━━ MATERIAL TO PROCESS
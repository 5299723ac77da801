//! Collaborator store boundary
//!
//! The engine consumes a scriptable key/value store through
//! [`ScriptableStore`]: existence check, expire, unlink, the two
//! hash-write generations, script evaluation by digest and by body, and
//! the server-version query feeding the one-time capability probe. The
//! shipped implementation is [`SynapStore`](crate::client::SynapStore);
//! tests substitute their own.

use async_trait::async_trait;

use crate::error::StoreError;
use crate::types::{Reply, ScriptArg};

/// A remote key/value store with server-side scripting.
///
/// Every method performs one round trip and returns the typed [`Reply`].
/// Implementations must report a "script not cached on this node"
/// condition as [`StoreError::NoScript`] so the execution strategy can
/// fall back to the full body exactly once.
#[async_trait]
pub trait ScriptableStore: Send + Sync {
    /// Whether the key exists
    async fn exists(&self, key: &str) -> Result<Reply, StoreError>;

    /// Apply a per-key timeout in seconds
    async fn expire(&self, key: &str, seconds: i64) -> Result<Reply, StoreError>;

    /// Asynchronously delete the key
    async fn unlink(&self, key: &str) -> Result<Reply, StoreError>;

    /// Write several hash fields in one multi-field set command (modern servers)
    async fn hash_set_fields(
        &self,
        key: &str,
        fields: &[(&str, ScriptArg)],
    ) -> Result<Reply, StoreError>;

    /// Write several hash fields with the legacy multi-set command
    async fn hash_mset(&self, key: &str, fields: &[(&str, ScriptArg)])
    -> Result<Reply, StoreError>;

    /// Evaluate a cached script by its hex SHA1 digest
    async fn eval_sha(
        &self,
        digest: &str,
        keys: &[&str],
        args: &[ScriptArg],
    ) -> Result<Reply, StoreError>;

    /// Evaluate a script from its full body.
    ///
    /// `bypass_script_cache` instructs the transport to send the body
    /// verbatim instead of substituting a digest it may have cached; the
    /// contacted node registers the script as a side effect.
    async fn eval(
        &self,
        body: &str,
        keys: &[&str],
        args: &[ScriptArg],
        bypass_script_cache: bool,
    ) -> Result<Reply, StoreError>;

    /// Server version string, queried once by the capability probe
    async fn server_version(&self) -> Result<String, StoreError>;
}
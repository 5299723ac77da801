//! # Synap Cache
//!
//! Distributed cache client for Synap-style scriptable key/value stores.
//!
//! ## Features
//!
//! - 🔒 **Atomic operations**: exists-check + write + TTL in one server-side script execution
//! - ⏳ **Sliding & absolute expiration**: TTL re-applied on qualifying reads, bounded by a deadline
//! - 📜 **Digest-first scripts**: EVALSHA-style execution with a single body fallback per node
//! - 🔄 **Async & blocking**: Tokio-native API plus a blocking wrapper
//! - 🛡️ **Typed outcomes**: callers branch on results, not exceptions
//!
//! ## Quick Start
//!
//! ```rust,no_run
//! use std::time::Duration;
//! use synap_cache::{CacheConfig, CacheEntryOptions, CacheOutcome, SynapCache};
//!
//! #[tokio::main]
//! async fn main() -> Result<(), Box<dyn std::error::Error>> {
//!     let cache = SynapCache::connect(CacheConfig::new("http://localhost:15500")).await?;
//!
//!     let options = CacheEntryOptions::new()
//!         .with_sliding_expiration(Duration::from_secs(60))
//!         .with_absolute_expiration_relative_to_now(Duration::from_secs(3600));
//!
//!     cache.set("user:1", b"profile-bytes", &options, false).await?;
//!
//!     match cache.get("user:1").await {
//!         CacheOutcome::Hit(payload) => println!("{} bytes", payload.len()),
//!         CacheOutcome::NotFound => println!("expired"),
//!         other => eprintln!("unexpected: {other:?}"),
//!     }
//!
//!     Ok(())
//! }
//! ```

pub mod blocking;
pub mod cache;
pub mod client;
pub mod error;
pub mod executor;
pub mod expiration;
pub mod scripts;
pub mod store;
pub mod types;

pub use cache::{CacheConfig, DEFAULT_KEY_PREFIX, SynapCache};
pub use client::{StoreConfig, SynapStore};
pub use error::{CacheError, Result, StoreError};
pub use executor::ScriptExecutor;
pub use expiration::{
    CacheEntryOptions, Clock, ExpirationPlan, FixedClock, NOT_PRESENT, SystemClock,
};
pub use scripts::{HashCommandGeneration, ScriptDescriptor, ScriptLibrary};
pub use store::ScriptableStore;
pub use types::{CacheOutcome, Reply, ScriptArg, TransportFailure, UnexpectedReply};
#![allow(dead_code)]

use lanesignal::scorer::{BoundingBox, Detection};
use lanesignal::vehicles::VehicleType;

/// `n` detections of `vehicle_type` in `lane`.
pub fn vehicles(vehicle_type: VehicleType, lane: u32, n: usize) -> Vec<Detection> {
    (0..n).map(|_| Detection::new(vehicle_type, lane)).collect()
}

/// Lane counts in lane order -> one car per vehicle.
pub fn cars_per_lane(counts: &[usize]) -> Vec<Detection> {
    counts
        .iter()
        .enumerate()
        .flat_map(|(i, &n)| vehicles(VehicleType::Car, i as u32 + 1, n))
        .collect()
}

pub fn detection(vehicle_type: VehicleType, lane: u32, confidence: f32) -> Detection {
    Detection::new(vehicle_type, lane)
        .with_confidence(confidence)
        .with_bbox(BoundingBox {
            x: 10.0,
            y: 20.0,
            width: 60.0,
            height: 45.0,
        })
}
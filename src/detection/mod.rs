//! Where detections come from. The scorer never generates its own input;
//! anything that yields lane-assigned frames can feed it.

pub mod file;
pub mod simulated;

pub use self::file::{CsvDetectionSource, JsonDetectionSource};
pub use self::simulated::SimulatedDetector;
pub use crate::scorer::types::Frame;

use crate::error::LsResult;

pub trait DetectionSource {
    /// Short label used in logs.
    fn name(&self) -> &str;

    /// Next frame, or `None` once the source is exhausted.
    fn next_frame(&mut self) -> LsResult<Option<Frame>>;

    /// Pulls up to `limit` frames.
    fn take_frames(&mut self, limit: usize) -> LsResult<Vec<Frame>> {
        let mut frames = Vec::with_capacity(limit.min(64));
        while frames.len() < limit {
            match self.next_frame()? {
                Some(f) => frames.push(f),
                None => break,
            }
        }
        Ok(frames)
    }
}
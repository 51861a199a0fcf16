use assert_cmd::Command;
use regex::Regex;
use serde_json::Value;
use std::fs;
use std::path::{Path, PathBuf};
use tempfile::TempDir;

struct TestContext {
    dir: TempDir,
    history: PathBuf,
}

impl TestContext {
    fn new() -> Self {
        let dir = tempfile::tempdir().expect("Failed to create temp dir");
        let history = dir.path().join("history.json");
        Self { dir, history }
    }

    fn write(&self, name: &str, content: &str) -> PathBuf {
        let path = self.dir.path().join(name);
        fs::write(&path, content).unwrap();
        path
    }

    fn cmd(&self) -> Command {
        let mut cmd = Command::cargo_bin("lanesignal").unwrap();
        cmd.arg("--history").arg(&self.history);
        cmd
    }
}

fn stdout_json(output: &[u8]) -> Value {
    serde_json::from_slice(output).expect("stdout is JSON")
}

fn history_ids(ctx: &TestContext) -> Vec<String> {
    let out = ctx
        .cmd()
        .args(["history", "list", "--json"])
        .assert()
        .success()
        .get_output()
        .stdout
        .clone();
    stdout_json(&out)
        .as_array()
        .unwrap()
        .iter()
        .map(|r| r["id"].as_str().unwrap().to_string())
        .collect()
}

#[test]
fn test_cli_simulated_analysis_json() {
    let ctx = TestContext::new();
    let out = ctx
        .cmd()
        .args(["analyze", "--seed", "11", "--json", "--no-save"])
        .assert()
        .success()
        .get_output()
        .stdout
        .clone();

    let v = stdout_json(&out);
    let lanes = v["lanes_detected"].as_u64().unwrap();
    assert!((2..=4).contains(&lanes));
    assert_eq!(v["lane_data"].as_array().unwrap().len() as u64, lanes);
    assert!(v["signal_recommendation"]["lane_number"].is_u64());
    assert!(!Path::new(&ctx.history).exists());
}

#[test]
fn test_cli_json_detections_file() {
    let ctx = TestContext::new();
    let input = ctx.write(
        "frame.json",
        r#"{ "lane_count": 2, "detections": [
            { "vehicle_type": "car", "confidence": 0.9, "bbox": [0, 0, 50, 40], "lane_number": 1 },
            { "vehicle_type": "car", "confidence": 0.8, "bbox": [0, 0, 50, 40], "lane_number": 1 },
            { "vehicle_type": "truck", "confidence": 0.7, "bbox": [0, 0, 50, 40], "lane_number": 1 },
            { "vehicle_type": "car", "confidence": 0.9, "bbox": [0, 0, 50, 40], "lane_number": 2 }
        ] }"#,
    );

    let out = ctx
        .cmd()
        .args(["analyze", "--json", "--no-save", "--detections"])
        .arg(&input)
        .assert()
        .success()
        .get_output()
        .stdout
        .clone();

    let v = stdout_json(&out);
    assert_eq!(v["optimization_score"], 75.0);
    assert_eq!(v["total_vehicles"], 4);
    assert_eq!(v["vehicle_types"]["truck"], 1);
}

#[test]
fn test_cli_table_report() {
    let ctx = TestContext::new();
    let out = ctx
        .cmd()
        .args(["analyze", "--seed", "5", "--lanes", "3", "--no-save"])
        .assert()
        .success()
        .get_output()
        .stdout
        .clone();
    let stdout = String::from_utf8_lossy(&out);

    let re = Regex::new(r"Lane [1-3] \(\d+ vehicles, (low|medium|high) congestion\)").unwrap();
    assert!(re.is_match(&stdout), "STDOUT:\n{}", stdout);
    assert!(stdout.contains("Lane Analysis"));
    assert!(stdout.contains("Traffic Metrics"));
}

#[test]
fn test_cli_video_frames() {
    let ctx = TestContext::new();
    let out = ctx
        .cmd()
        .args([
            "analyze", "--seed", "2", "--frames", "5", "-i", "video", "--json", "--no-save",
        ])
        .assert()
        .success()
        .get_output()
        .stdout
        .clone();

    let v = stdout_json(&out);
    let frames = v.as_array().unwrap();
    assert_eq!(frames.len(), 5);
    assert!(frames.iter().all(|f| f["input_type"] == "video"));
    assert_eq!(frames[4]["frame_index"], 4);
}

#[test]
fn test_cli_csv_requires_lanes() {
    let ctx = TestContext::new();
    let input = ctx.write(
        "frame.csv",
        "vehicle_type,confidence,x,y,width,height,lane_number\ncar,0.9,1,1,1,1,1\n",
    );
    ctx.cmd()
        .args(["analyze", "--no-save", "--detections"])
        .arg(&input)
        .assert()
        .failure();

    ctx.cmd()
        .args(["analyze", "--no-save", "--json", "--lanes", "2", "--detections"])
        .arg(&input)
        .assert()
        .success();
}

#[test]
fn test_cli_out_of_range_lane_fails() {
    let ctx = TestContext::new();
    let input = ctx.write(
        "frame.csv",
        "vehicle_type,confidence,x,y,width,height,lane_number\ncar,0.9,1,1,1,1,3\n",
    );
    ctx.cmd()
        .args(["analyze", "--lanes", "2", "--detections"])
        .arg(&input)
        .assert()
        .failure();
    assert!(!ctx.history.exists());
}

#[test]
fn test_cli_history_lifecycle() {
    let ctx = TestContext::new();
    for seed in ["1", "2"] {
        ctx.cmd()
            .args(["analyze", "--json", "-i", "webcam", "--seed", seed])
            .assert()
            .success();
    }

    let ids = history_ids(&ctx);
    assert_eq!(ids.len(), 2);

    ctx.cmd()
        .args(["history", "show", &ids[0], "--json"])
        .assert()
        .success();

    ctx.cmd()
        .args(["history", "delete", &ids[0]])
        .assert()
        .success();
    assert_eq!(history_ids(&ctx), vec![ids[1].clone()]);

    ctx.cmd()
        .args(["history", "delete", &ids[0]])
        .assert()
        .failure();
}

#[test]
fn test_cli_config_file_and_override() {
    let ctx = TestContext::new();
    let config = ctx.write("config.json", r#"{ "policy": { "weight_low": 4 } }"#);
    let input = ctx.write(
        "frame.csv",
        "vehicle_type,confidence,x,y,width,height,lane_number\ncar,0.9,1,1,1,1,1\nbus,0.9,1,1,1,1,1\n",
    );

    let run = |extra: &[&str]| -> Value {
        let out = ctx
            .cmd()
            .arg("--config")
            .arg(&config)
            .args(["analyze", "--json", "--no-save", "--lanes", "1", "--detections"])
            .arg(&input)
            .args(extra)
            .assert()
            .success()
            .get_output()
            .stdout
            .clone();
        stdout_json(&out)
    };

    assert_eq!(run(&[])["lane_data"][0]["priority_score"], 8);
    assert_eq!(
        run(&["--weight-low", "7"])["lane_data"][0]["priority_score"],
        14
    );
}

#[test]
fn test_cli_overflowing_weight_fails_cleanly() {
    let ctx = TestContext::new();
    let rows: String = (0..10).map(|_| "car,0.9,1,1,1,1,1\n").collect();
    let input = ctx.write(
        "frame.csv",
        &format!("vehicle_type,confidence,x,y,width,height,lane_number\n{}", rows),
    );
    let out = ctx
        .cmd()
        .args(["analyze", "--lanes", "1", "--weight-high", "9223372036854775807", "--detections"])
        .arg(&input)
        .assert()
        .failure()
        .code(1)
        .get_output()
        .stderr
        .clone();
    let stderr = String::from_utf8_lossy(&out);
    assert!(stderr.contains("overflows"), "STDERR:\n{}", stderr);
    assert!(!ctx.history.exists());
}
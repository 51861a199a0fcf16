pub mod analyze;
pub mod history;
━━━━
• [PROBLEM STATEMENT]
Only the lines from the start of the data to the line holding "async fn exists(&self, key: &str)" are wanted; return them exactly, both ends included.

• [EXPECTED OUTPUT]
repository 5299723ac77da801
//! Collaborator store boundary
//!
//! The engine consumes a scriptable key/value store through
//! [`ScriptableStore`]: existence check, expire, unlink, the two
//! hash-write generations, script evaluation by digest and by body, and
//! the server-version query feeding the one-time capability probe. The
//! shipped implementation is [`SynapStore`](crate::client::SynapStore);
//! tests substitute their own.

use async_trait::async_trait;

use crate::error::StoreError;
use crate::types::{Reply, ScriptArg};

/// A remote key/value store with server-side scripting.
///
/// Every method performs one round trip and returns the typed [`Reply`].
/// Implementations must report a "script not cached on this node"
/// condition as [`StoreError::NoScript`] so the execution strategy can
/// fall back to the full body exactly once.
#[async_trait]
pub trait ScriptableStore: Send + Sync {
    /// Whether the key exists
    async fn exists(&self, key: &str) -> Result<Reply, StoreError>;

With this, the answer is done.